- **EXERCISE OBJECTIVE**
Whenever a line contains the string "answered", copy it out of the entries.

┄┄┄┄┄┄┄┄┄┄

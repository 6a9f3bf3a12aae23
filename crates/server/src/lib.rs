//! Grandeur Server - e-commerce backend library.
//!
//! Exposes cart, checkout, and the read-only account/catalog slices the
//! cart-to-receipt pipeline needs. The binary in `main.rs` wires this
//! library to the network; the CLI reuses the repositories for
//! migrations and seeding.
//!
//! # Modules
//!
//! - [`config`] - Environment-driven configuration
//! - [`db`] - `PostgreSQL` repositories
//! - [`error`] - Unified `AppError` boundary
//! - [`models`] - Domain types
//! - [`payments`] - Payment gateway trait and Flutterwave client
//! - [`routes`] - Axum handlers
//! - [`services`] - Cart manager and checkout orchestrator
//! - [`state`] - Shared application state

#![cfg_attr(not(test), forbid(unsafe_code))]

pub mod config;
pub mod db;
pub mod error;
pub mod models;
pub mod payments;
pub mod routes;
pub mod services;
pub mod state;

┄┄┄┄┄┄┄┄┄┄

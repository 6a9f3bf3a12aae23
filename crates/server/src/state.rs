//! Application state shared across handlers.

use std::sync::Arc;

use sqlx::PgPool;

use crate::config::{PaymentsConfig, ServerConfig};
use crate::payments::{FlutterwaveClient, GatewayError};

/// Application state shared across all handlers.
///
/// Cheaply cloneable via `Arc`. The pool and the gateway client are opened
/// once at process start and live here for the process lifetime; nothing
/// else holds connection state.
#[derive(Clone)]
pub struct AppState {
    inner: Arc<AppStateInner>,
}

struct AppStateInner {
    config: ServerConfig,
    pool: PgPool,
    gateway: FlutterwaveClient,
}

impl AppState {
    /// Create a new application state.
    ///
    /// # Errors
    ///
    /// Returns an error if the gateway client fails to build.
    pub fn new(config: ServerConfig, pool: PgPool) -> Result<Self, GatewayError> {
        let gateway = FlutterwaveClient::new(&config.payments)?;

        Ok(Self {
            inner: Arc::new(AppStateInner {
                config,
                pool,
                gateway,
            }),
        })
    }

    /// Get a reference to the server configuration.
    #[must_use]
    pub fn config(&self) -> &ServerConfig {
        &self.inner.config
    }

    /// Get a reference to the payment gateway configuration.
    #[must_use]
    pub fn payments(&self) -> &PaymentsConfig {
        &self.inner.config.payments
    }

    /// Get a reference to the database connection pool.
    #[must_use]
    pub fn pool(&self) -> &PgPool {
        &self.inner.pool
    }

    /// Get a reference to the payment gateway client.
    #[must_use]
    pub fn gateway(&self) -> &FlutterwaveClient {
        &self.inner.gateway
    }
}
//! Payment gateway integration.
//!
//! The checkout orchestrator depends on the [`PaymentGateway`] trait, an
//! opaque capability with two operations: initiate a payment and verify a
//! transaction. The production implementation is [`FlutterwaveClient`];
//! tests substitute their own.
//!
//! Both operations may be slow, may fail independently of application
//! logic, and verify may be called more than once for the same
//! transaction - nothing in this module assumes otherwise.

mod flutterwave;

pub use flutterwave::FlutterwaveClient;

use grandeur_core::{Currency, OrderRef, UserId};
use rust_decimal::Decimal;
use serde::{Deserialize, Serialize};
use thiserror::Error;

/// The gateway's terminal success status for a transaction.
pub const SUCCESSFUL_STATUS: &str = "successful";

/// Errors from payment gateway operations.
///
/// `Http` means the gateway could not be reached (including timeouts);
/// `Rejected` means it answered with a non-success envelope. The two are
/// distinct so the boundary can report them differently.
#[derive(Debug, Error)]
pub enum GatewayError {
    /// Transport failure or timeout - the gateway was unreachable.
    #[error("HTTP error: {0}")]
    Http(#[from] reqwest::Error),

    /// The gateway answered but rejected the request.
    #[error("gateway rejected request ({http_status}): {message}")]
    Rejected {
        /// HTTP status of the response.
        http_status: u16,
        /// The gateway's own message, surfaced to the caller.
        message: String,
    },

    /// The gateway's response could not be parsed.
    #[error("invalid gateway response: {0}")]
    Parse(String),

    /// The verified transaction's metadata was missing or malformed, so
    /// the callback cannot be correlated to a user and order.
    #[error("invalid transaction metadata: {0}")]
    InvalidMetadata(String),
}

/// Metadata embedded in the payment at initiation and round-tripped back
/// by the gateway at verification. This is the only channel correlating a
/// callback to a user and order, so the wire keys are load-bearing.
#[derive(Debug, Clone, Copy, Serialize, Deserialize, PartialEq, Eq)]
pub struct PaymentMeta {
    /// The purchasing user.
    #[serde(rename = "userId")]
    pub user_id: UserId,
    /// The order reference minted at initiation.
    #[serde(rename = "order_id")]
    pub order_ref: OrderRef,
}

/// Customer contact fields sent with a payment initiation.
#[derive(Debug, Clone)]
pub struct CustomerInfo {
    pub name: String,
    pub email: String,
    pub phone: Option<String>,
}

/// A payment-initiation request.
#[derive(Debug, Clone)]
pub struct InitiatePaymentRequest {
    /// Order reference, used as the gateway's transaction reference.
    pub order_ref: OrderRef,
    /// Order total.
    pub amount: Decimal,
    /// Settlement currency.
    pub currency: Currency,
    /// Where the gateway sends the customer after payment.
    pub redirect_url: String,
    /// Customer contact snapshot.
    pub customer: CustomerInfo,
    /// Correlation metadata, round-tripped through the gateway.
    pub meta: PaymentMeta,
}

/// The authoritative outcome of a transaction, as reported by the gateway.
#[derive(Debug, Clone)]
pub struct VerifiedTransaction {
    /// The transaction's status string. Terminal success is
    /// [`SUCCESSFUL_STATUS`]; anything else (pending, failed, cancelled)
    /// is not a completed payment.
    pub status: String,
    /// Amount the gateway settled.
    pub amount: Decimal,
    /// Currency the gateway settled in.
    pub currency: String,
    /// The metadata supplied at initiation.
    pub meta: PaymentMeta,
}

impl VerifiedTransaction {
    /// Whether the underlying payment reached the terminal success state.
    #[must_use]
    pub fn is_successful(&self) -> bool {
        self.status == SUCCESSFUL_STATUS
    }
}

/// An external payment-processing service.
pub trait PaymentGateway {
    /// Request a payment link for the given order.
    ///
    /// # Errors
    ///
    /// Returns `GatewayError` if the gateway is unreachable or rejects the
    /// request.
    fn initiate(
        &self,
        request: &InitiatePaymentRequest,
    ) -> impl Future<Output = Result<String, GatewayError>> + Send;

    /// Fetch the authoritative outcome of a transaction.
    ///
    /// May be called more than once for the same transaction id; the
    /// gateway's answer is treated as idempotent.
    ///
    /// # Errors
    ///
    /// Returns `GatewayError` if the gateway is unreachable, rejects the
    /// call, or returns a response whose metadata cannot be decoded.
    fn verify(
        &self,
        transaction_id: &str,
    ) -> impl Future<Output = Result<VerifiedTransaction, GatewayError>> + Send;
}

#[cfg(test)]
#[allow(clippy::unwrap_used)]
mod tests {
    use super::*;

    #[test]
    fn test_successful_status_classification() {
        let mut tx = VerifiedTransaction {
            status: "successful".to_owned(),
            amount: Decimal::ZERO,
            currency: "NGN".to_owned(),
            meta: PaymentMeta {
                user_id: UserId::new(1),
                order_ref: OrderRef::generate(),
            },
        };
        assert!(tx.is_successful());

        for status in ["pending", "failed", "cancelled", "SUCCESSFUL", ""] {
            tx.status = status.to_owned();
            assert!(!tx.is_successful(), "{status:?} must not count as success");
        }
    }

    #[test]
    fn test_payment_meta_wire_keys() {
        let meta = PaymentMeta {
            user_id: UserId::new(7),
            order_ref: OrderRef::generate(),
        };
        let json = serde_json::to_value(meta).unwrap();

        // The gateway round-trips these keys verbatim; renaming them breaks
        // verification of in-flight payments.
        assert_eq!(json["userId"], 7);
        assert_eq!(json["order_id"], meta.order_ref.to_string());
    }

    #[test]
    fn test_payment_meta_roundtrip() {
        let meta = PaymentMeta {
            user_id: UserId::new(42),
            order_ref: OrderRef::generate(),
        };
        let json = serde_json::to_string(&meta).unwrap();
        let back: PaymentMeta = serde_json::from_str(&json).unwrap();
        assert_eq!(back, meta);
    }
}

┄┄┄┄┄┄┄┄┄┄

- **SOLUTION**
/// `Rejected` means it answered with a non-success envelope. The two are
    /// The gateway answered but rejected the request.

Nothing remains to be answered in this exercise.